介護をテーマに盛り込んだ映画を製作した
監督の犬童一利さんとの対談が実現!
〇対談相手
犬童一利さん
映画監督。長編デビュー作となる映画「カミングアウト」が東京や香港の国際レズビアン&ゲイ映画祭にて上映され話題となる。
2016年、映画「つむぐもの」で全国デビュー。2018年公開の映画「きらきら眼鏡」を手がける。プロデューサーとしても活躍。
映画撮影を通して、介護職の本質を知った
理事長(以下、左) 監督との出会いは、10年前。映画「つむぐもの」(2016年公開)の上映会からのご縁でしたね。

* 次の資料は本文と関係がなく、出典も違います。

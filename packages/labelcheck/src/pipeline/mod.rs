//! The analysis pipeline — the core of the library.
//!
//! Stage order is fixed: acquisition → extraction → safety cross-reference →
//! search enrichment → (optional) narrative analysis. Each stage's output is
//! the next stage's input; the record accumulates fields additively and is
//! never restructured.

pub mod analyze;
pub mod classify;
pub mod enrich;
pub mod extract;
pub mod prompts;

pub use analyze::analyze;
pub use classify::{classify, cross_reference};
pub use enrich::{enrich, enrich_record};
pub use extract::{extract, parse_label_response, strip_code_fence, RawLabelResponse};
pub use prompts::{ANALYZE_PRODUCT_PROMPT, EXTRACT_LABEL_PROMPT};

use std::sync::Arc;

use tracing::info;

use crate::acquire::{acquire, ImageFetcher, ImageSource};
use crate::error::{AnalysisError, Result};
use crate::reference::ReferenceSet;
use crate::traits::{gallery::GalleryScraper, searcher::WebSearcher, vision::VisionModel};
use crate::types::config::PipelineConfig;
use crate::types::record::ExtractionRecord;

/// One configured pipeline instance.
///
/// Capabilities are injected at construction; the reference tables are
/// shared read-only across all concurrent requests. One `run` call serves
/// one source, on the calling task.
pub struct Pipeline<V, G, S> {
    vision: V,
    gallery: G,
    searcher: S,
    tables: Arc<ReferenceSet>,
    fetcher: ImageFetcher,
    config: PipelineConfig,
}

impl<V, G, S> Pipeline<V, G, S>
where
    V: VisionModel,
    G: GalleryScraper,
    S: WebSearcher,
{
    /// Create a pipeline from its capabilities and shared tables.
    pub fn new(
        vision: V,
        gallery: G,
        searcher: S,
        tables: Arc<ReferenceSet>,
        config: PipelineConfig,
    ) -> Self {
        let fetcher = ImageFetcher::new(config.image_fetch_timeout_secs);
        Self {
            vision,
            gallery,
            searcher,
            tables,
            fetcher,
            config,
        }
    }

    /// Run acquisition through enrichment, producing the finished record.
    ///
    /// Policy: an empty acquired-image set aborts with `AcquisitionFailure`
    /// before any model call — a request with nothing to read is a request
    /// failure, not a sentinel-filled success.
    pub async fn run(&self, source: &ImageSource) -> Result<ExtractionRecord> {
        let images = acquire(source, &self.gallery, &self.fetcher, self.config.max_images).await?;
        if images.is_empty() {
            return Err(AnalysisError::AcquisitionFailure {
                origin: source.describe(),
            });
        }
        info!(images = images.len(), source = %source.describe(), "images acquired");

        let mut record = extract::extract(&self.vision, &images).await?;
        drop(images);

        cross_reference(&mut record, &self.tables);
        info!(
            ingredients = record.ingredient_names().len(),
            "safety cross-reference complete"
        );

        if self.config.enrich_with_search {
            enrich_record(
                &mut record,
                &self.searcher,
                self.config.search_results_per_ingredient,
            )
            .await;
        }

        Ok(record)
    }

    /// Generate the narrative analysis for a finished record.
    pub async fn analyze(&self, record: &ExtractionRecord) -> Result<String> {
        analyze::analyze(&self.vision, record).await
    }

    /// Convenience: run the pipeline and the analysis step in sequence.
    pub async fn run_with_analysis(
        &self,
        source: &ImageSource,
    ) -> Result<(ExtractionRecord, String)> {
        let record = self.run(source).await?;
        let narrative = self.analyze(&record).await?;
        Ok((record, narrative))
    }
}
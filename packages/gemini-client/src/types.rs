//! Wire types for the Gemini `generateContent` endpoint.

use base64::{engine::general_purpose, Engine as _};
use serde::{Deserialize, Serialize};

/// A generateContent request body.
#[derive(Debug, Clone, Serialize)]
pub struct GenerateContentRequest {
    pub contents: Vec<Content>,

    #[serde(skip_serializing_if = "Option::is_none")]
    pub generation_config: Option<GenerationConfig>,
}

/// One conversational turn.
#[derive(Debug, Clone, Serialize)]
pub struct Content {
    pub parts: Vec<Part>,
}

impl Content {
    /// A single-turn content from a list of parts.
    pub fn from_parts(parts: Vec<Part>) -> Self {
        Self { parts }
    }
}

/// A content part: plain text or inline binary data.
#[derive(Debug, Clone, Serialize)]
#[serde(untagged)]
pub enum Part {
    Text { text: String },
    InlineData { inline_data: InlineData },
}

impl Part {
    /// A text part.
    pub fn text(text: impl Into<String>) -> Self {
        Self::Text { text: text.into() }
    }

    /// An inline image/binary part. Bytes are base64-encoded here so callers
    /// never deal with the encoding.
    pub fn inline_data(mime_type: impl Into<String>, data: &[u8]) -> Self {
        Self::InlineData {
            inline_data: InlineData {
                mime_type: mime_type.into(),
                data: general_purpose::STANDARD.encode(data),
            },
        }
    }
}

/// Base64-encoded inline payload.
#[derive(Debug, Clone, Serialize)]
pub struct InlineData {
    pub mime_type: String,
    pub data: String,
}

/// Generation tuning options.
#[derive(Debug, Clone, Default, Serialize)]
pub struct GenerationConfig {
    #[serde(skip_serializing_if = "Option::is_none")]
    pub temperature: Option<f32>,

    #[serde(skip_serializing_if = "Option::is_none")]
    pub max_output_tokens: Option<u32>,

    /// e.g. "application/json" to request JSON-mode output.
    #[serde(skip_serializing_if = "Option::is_none")]
    pub response_mime_type: Option<String>,
}

/// A generateContent response body.
#[derive(Debug, Clone, Deserialize)]
pub struct GenerateContentResponse {
    #[serde(default)]
    pub candidates: Vec<Candidate>,
}

#[derive(Debug, Clone, Deserialize)]
pub struct Candidate {
    pub content: CandidateContent,
}

#[derive(Debug, Clone, Deserialize)]
pub struct CandidateContent {
    #[serde(default)]
    pub parts: Vec<CandidatePart>,
}

#[derive(Debug, Clone, Deserialize)]
pub struct CandidatePart {
    #[serde(default)]
    pub text: String,
}

impl GenerateContentResponse {
    /// Concatenate the text of the first candidate's parts.
    pub fn first_text(&self) -> Option<String> {
        let candidate = self.candidates.first()?;
        if candidate.content.parts.is_empty() {
            return None;
        }
        Some(
            candidate
                .content
                .parts
                .iter()
                .map(|p| p.text.as_str())
                .collect(),
        )
    }
}
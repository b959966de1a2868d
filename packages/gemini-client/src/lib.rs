//! Pure Gemini REST API client
//!
//! A clean, minimal client for Google's Generative Language API with no
//! domain-specific logic. Supports multimodal `generateContent` calls with
//! text and inline image parts.
//!
//! # Example
//!
//! ```rust,ignore
//! use gemini_client::{GeminiClient, Part};
//!
//! let client = GeminiClient::from_env()?;
//!
//! // Text-only generation
//! let text = client.generate_text("gemini-1.5-pro", "Hello!").await?;
//!
//! // Multimodal generation
//! let parts = vec![
//!     Part::text("Describe this label"),
//!     Part::inline_data("image/jpeg", &jpeg_bytes),
//! ];
//! let text = client.generate("gemini-1.5-pro", parts).await?;
//! ```

pub mod error;
pub mod types;

pub use error::{GeminiError, Result};
pub use types::{
    Candidate, Content, GenerateContentRequest, GenerateContentResponse, GenerationConfig,
    InlineData, Part,
};

use reqwest::Client;
use tracing::debug;

const DEFAULT_BASE_URL: &str = "https://generativelanguage.googleapis.com/v1beta";

/// Pure Gemini API client.
#[derive(Clone)]
pub struct GeminiClient {
    http_client: Client,
    api_key: String,
    base_url: String,
}

impl GeminiClient {
    /// Create a new client with the given API key.
    pub fn new(api_key: impl Into<String>) -> Self {
        Self {
            http_client: Client::new(),
            api_key: api_key.into(),
            base_url: DEFAULT_BASE_URL.to_string(),
        }
    }

    /// Create from the `GEMINI_API_KEY` environment variable.
    pub fn from_env() -> Result<Self> {
        let api_key = std::env::var("GEMINI_API_KEY")
            .map_err(|_| GeminiError::Config("GEMINI_API_KEY not set".to_string()))?;
        Ok(Self::new(api_key))
    }

    /// Set a custom base URL (for proxies or mock servers).
    pub fn with_base_url(mut self, url: impl Into<String>) -> Self {
        self.base_url = url.into();
        self
    }

    /// Set a custom HTTP client (timeouts, proxies).
    pub fn with_http_client(mut self, client: Client) -> Self {
        self.http_client = client;
        self
    }

    /// Single-turn generation from a list of parts. Returns the text of the
    /// first candidate.
    pub async fn generate(&self, model: &str, parts: Vec<Part>) -> Result<String> {
        let request = GenerateContentRequest {
            contents: vec![Content::from_parts(parts)],
            generation_config: None,
        };
        self.generate_content(model, request).await
    }

    /// Text-only convenience wrapper around [`generate`](Self::generate).
    pub async fn generate_text(&self, model: &str, prompt: &str) -> Result<String> {
        self.generate(model, vec![Part::text(prompt)]).await
    }

    /// Full-control generateContent call.
    pub async fn generate_content(
        &self,
        model: &str,
        request: GenerateContentRequest,
    ) -> Result<String> {
        let url = format!(
            "{}/models/{}:generateContent?key={}",
            self.base_url, model, self.api_key
        );

        debug!(model = %model, parts = request.contents.len(), "Gemini generateContent request");

        let response = self
            .http_client
            .post(&url)
            .json(&request)
            .send()
            .await
            .map_err(|e| GeminiError::Network(e.to_string()))?;

        let status = response.status();
        if !status.is_success() {
            let body = response.text().await.unwrap_or_default();
            return Err(GeminiError::Api {
                status: status.as_u16(),
                body,
            });
        }

        let parsed: GenerateContentResponse = response
            .json()
            .await
            .map_err(|e| GeminiError::Parse(e.to_string()))?;

        parsed.first_text().ok_or(GeminiError::EmptyResponse)
    }
}

impl std::fmt::Debug for GeminiClient {
    fn fmt(&self, f: &mut std::fmt::Formatter<'_>) -> std::fmt::Result {
        f.debug_struct("GeminiClient")
            .field("api_key", &"[REDACTED]")
            .field("base_url", &self.base_url)
            .finish()
    }
}

#[cfg(test)]
mod tests {
    use super::*;

    #[test]
    fn test_debug_redacts_api_key() {
        let client = GeminiClient::new("secret-key-123");
        let debug = format!("{:?}", client);
        assert!(!debug.contains("secret-key-123"));
        assert!(debug.contains("[REDACTED]"));
    }
}
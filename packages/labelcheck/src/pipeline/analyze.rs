//! Analysis invoker — narrative health summary over the finished record.
//!
//! The record is read-only here; the model's free text is returned verbatim.

use crate::error::Result;
use crate::traits::vision::VisionModel;
use crate::types::record::ExtractionRecord;

use super::prompts::ANALYZE_PRODUCT_PROMPT;

/// Generate the health-analysis narrative for a finished record.
pub async fn analyze(model: &dyn VisionModel, record: &ExtractionRecord) -> Result<String> {
    let serialized = serde_json::to_string_pretty(record)
        .map_err(|e| crate::error::AnalysisError::Model(Box::new(e)))?;

    let prompt = format!(
        "{}\n\nAnalyze this product data:\n{}",
        ANALYZE_PRODUCT_PROMPT, serialized
    );

    model.complete(&prompt).await
}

犬童監督(以下、犬童) そうですね。ご無沙汰しております。
左 「つむぐもの」って、和紙職人の高齢男性と韓国から来た型破りな介護職の女の子のお話ですよね。あのときに、どうして介護もテーマにした映画を撮ったんですか?
犬童 まず、友好関係にある福井県と韓国の映画を作ろうという話がありました。それから当時見た映画の影響もありますね。「愛、アムール」というフランス映画で、音楽家夫婦の妻が認知症になるというお話でした。映画のテーマに、介護を入れてみたいと思ったんです。
左 映画を通じて、介護という仕事をどうお感じになりましたか?
犬童 それこそ、映画を撮る前と後でイメージがガラッと変わりましたね。最初は、お年寄りの食事やお風呂などの生活全般のサポートをする仕事だと思っていました。が、介護の仕事は「その方がさいごまで自分らしく生きることを支える」が本質にあることがわかりました。
左 おっしゃる通りですね。介護との出合いの中で、印象に残っているエピソードはありますか?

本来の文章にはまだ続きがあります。